Work instructions => Work through the data and report how many lines include the string "VertexId", giving the number alone.

Records for this task =>
=== Begin Enclosure ===
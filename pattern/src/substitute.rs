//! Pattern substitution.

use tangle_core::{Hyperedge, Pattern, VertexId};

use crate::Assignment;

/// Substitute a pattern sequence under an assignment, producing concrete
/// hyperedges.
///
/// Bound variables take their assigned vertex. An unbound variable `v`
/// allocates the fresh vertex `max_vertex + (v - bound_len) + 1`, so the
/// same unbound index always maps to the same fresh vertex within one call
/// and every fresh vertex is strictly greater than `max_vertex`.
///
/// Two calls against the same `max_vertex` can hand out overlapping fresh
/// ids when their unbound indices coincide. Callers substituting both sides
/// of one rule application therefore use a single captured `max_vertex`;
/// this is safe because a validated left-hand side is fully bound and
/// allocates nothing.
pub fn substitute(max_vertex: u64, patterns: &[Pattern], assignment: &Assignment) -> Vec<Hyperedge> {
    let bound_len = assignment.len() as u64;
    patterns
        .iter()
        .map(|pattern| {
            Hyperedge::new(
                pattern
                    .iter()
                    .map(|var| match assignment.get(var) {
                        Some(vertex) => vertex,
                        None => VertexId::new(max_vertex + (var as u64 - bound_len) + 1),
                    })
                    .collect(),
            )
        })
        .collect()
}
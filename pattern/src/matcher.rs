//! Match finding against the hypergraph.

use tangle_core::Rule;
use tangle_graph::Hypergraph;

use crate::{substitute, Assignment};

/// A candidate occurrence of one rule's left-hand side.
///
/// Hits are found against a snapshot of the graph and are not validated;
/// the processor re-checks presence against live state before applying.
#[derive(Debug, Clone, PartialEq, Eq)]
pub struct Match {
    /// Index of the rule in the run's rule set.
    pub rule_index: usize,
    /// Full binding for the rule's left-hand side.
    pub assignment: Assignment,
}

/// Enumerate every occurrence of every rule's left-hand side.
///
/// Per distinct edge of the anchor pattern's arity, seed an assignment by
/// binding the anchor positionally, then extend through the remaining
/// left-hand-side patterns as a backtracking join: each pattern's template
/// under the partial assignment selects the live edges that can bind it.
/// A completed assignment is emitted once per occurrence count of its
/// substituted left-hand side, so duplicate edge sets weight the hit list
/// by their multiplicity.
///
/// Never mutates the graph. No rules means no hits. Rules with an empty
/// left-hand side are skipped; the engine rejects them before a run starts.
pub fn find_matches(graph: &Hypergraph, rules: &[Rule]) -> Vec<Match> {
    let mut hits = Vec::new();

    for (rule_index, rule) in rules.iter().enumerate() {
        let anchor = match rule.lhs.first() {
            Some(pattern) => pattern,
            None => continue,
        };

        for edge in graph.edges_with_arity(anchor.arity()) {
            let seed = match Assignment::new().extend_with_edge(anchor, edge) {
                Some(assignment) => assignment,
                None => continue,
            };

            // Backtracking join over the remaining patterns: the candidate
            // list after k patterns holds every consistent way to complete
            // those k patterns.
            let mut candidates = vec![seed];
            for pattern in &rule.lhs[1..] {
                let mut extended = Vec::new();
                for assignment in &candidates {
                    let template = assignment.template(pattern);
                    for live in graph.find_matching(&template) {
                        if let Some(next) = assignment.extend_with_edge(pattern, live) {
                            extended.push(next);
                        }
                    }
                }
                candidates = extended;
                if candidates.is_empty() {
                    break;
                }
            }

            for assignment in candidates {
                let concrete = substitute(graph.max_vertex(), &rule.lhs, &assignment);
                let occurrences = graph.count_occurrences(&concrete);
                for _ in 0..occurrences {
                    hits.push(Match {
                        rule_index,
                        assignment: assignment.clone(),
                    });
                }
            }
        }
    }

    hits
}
=== End Enclosure ===
=== Begin Enclosure ===
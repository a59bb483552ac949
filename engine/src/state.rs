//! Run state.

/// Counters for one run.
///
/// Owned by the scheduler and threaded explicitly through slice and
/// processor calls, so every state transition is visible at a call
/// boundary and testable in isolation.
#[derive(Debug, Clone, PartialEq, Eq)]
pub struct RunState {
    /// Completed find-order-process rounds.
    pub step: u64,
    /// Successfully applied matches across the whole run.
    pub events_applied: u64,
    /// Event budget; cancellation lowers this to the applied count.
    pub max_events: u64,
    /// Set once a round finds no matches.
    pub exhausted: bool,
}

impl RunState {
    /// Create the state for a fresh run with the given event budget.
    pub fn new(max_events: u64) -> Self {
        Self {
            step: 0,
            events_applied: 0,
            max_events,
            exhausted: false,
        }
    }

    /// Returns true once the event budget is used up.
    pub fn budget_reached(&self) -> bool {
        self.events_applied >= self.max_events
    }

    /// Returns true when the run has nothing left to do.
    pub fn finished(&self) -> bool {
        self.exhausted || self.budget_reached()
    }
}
=== End Enclosure ===
Answer space => 2